Inverting Control or Injecting Dependencies:

The core of the Spring Framework is based on the principle of inversion of control. IoC is a technique that externalizes the creation and management of component dependencies. Consider an example in which class Foo depends on an instance of class Bar to perform some kind of processing. Traditionally, Foo creates an instance of Bar by using the new operator or obtains one from some kind of factory class. Using the IoC approach, an instance of Bar (or a subclass) is provided to Foo at runtime by some external process. Spring’s DI implementation is based on two core Java concepts: JavaBeans and interfaces. When you use Spring as the DI provider, you gain the flexibility of defining dependency configuration within your applications in different ways (for example, XML files, Java configuration classes, annotations within your code. JavaBeans (POJOs) provide a standard mechanism for creating Java resources that are configurable in a number of ways, such as constructors and setter methods.

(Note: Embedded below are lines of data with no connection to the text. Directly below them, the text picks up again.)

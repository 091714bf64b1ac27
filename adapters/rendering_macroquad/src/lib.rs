#![deny(
    unsafe_code,
    missing_docs,
    dead_code,
    unused_results,
    non_snake_case,
    unreachable_pub
)]

//! Macroquad-backed rendering adapter for Gridchase.
//!
//! Macroquad's optional audio stack depends on native ALSA development
//! libraries, which are unavailable in the containerised CI environment.
//! To keep `cargo test` usable everywhere we depend on macroquad without its
//! default `audio` feature. Sound cues are therefore reported through the
//! audio system's notifier rather than played here.

use anyhow::Result;
use glam::Vec2;
use gridchase_core::{Direction, GridPosition};
use gridchase_rendering::{
    Color, EffectPresentation, EffectStyle, FrameInput, HudPresentation, Overlay, Presentation,
    RenderingBackend, Scene,
};
use macroquad::input::{
    is_key_pressed, is_mouse_button_pressed, mouse_position, KeyCode, MouseButton,
};
use std::time::Duration;

const HUD_FONT_SIZE: f32 = 18.0;
const OVERLAY_FONT_SIZE: f32 = 22.0;
const TITLE_FONT_SIZE: f32 = 44.0;
const TEXT_COLOR: Color = Color::from_rgb_u8(235, 235, 235);
const BANNER_COLOR: Color = Color::from_rgb_u8(255, 90, 60);
const OVERLAY_COLOR: Color = Color::new(0.0, 0.0, 0.0, 0.82);
const RELOCATION_COLOR: Color = Color::from_rgb_u8(120, 180, 255);
const SPARK_COLOR: Color = Color::from_rgb_u8(255, 220, 80);

/// Keys observed on a single frame.
#[derive(Clone, Copy, Debug, Default, PartialEq, Eq)]
struct KeyboardShortcuts {
    quit_requested: bool,
    movement: Option<Direction>,
    confirm: bool,
    wait: bool,
    teleport: bool,
    safe_teleport: bool,
    disable: bool,
    rush: bool,
    new_game: bool,
    toggle_grid: bool,
}

impl KeyboardShortcuts {
    fn poll() -> Self {
        Self {
            quit_requested: is_key_pressed(KeyCode::Escape),
            movement: poll_movement(),
            confirm: is_key_pressed(KeyCode::Space),
            wait: is_key_pressed(KeyCode::Period),
            teleport: is_key_pressed(KeyCode::T),
            safe_teleport: is_key_pressed(KeyCode::R),
            disable: is_key_pressed(KeyCode::S),
            rush: is_key_pressed(KeyCode::L),
            new_game: is_key_pressed(KeyCode::N),
            toggle_grid: is_key_pressed(KeyCode::G),
        }
    }
}

fn poll_movement() -> Option<Direction> {
    const BINDINGS: [(KeyCode, Direction); 8] = [
        (KeyCode::Up, Direction::North),
        (KeyCode::Down, Direction::South),
        (KeyCode::Left, Direction::West),
        (KeyCode::Right, Direction::East),
        (KeyCode::Q, Direction::NorthWest),
        (KeyCode::E, Direction::NorthEast),
        (KeyCode::Z, Direction::SouthWest),
        (KeyCode::C, Direction::SouthEast),
    ];

    BINDINGS
        .iter()
        .find(|(key, _)| is_key_pressed(*key))
        .map(|(_, direction)| *direction)
}

/// Rendering backend implemented on top of macroquad.
#[derive(Debug, Default)]
pub struct MacroquadBackend {
    swap_interval: Option<i32>,
    window_width: Option<i32>,
}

Interfaces and DI are technologies that are mutually beneficial. Clearly designing and coding an application to interfaces makes for a flexible application, but the complexity of wiring together an application designed using interfaces is quite high and places an additional coding burden on developers.

By using DI, you reduce the amount of code you need to use an interface-based design in your application to almost zero. Likewise, by using interfaces, you can get the most out of DI because your beans can utilize any interface implementation to satisfy their dependency. The use of interfaces also allows Spring to utilize JDK dynamic proxies (the Proxy pattern) to provide powerful concepts such as AOP for crosscutting concerns.

In the context of DI, Spring acts more like a container than a framework — providing instances of your application classes with all the dependencies they need — but it does so in a much less intrusive way. Using Spring for DI relies on nothing more than following the JavaBeans naming conventions within your classes — there are no special classes from which to inherit or proprietary naming schemes to follow. If anything, the only change you make in an application that uses DI is to expose more properties on your JavaBeans, thus allowing more dependencies to be injected at runtime.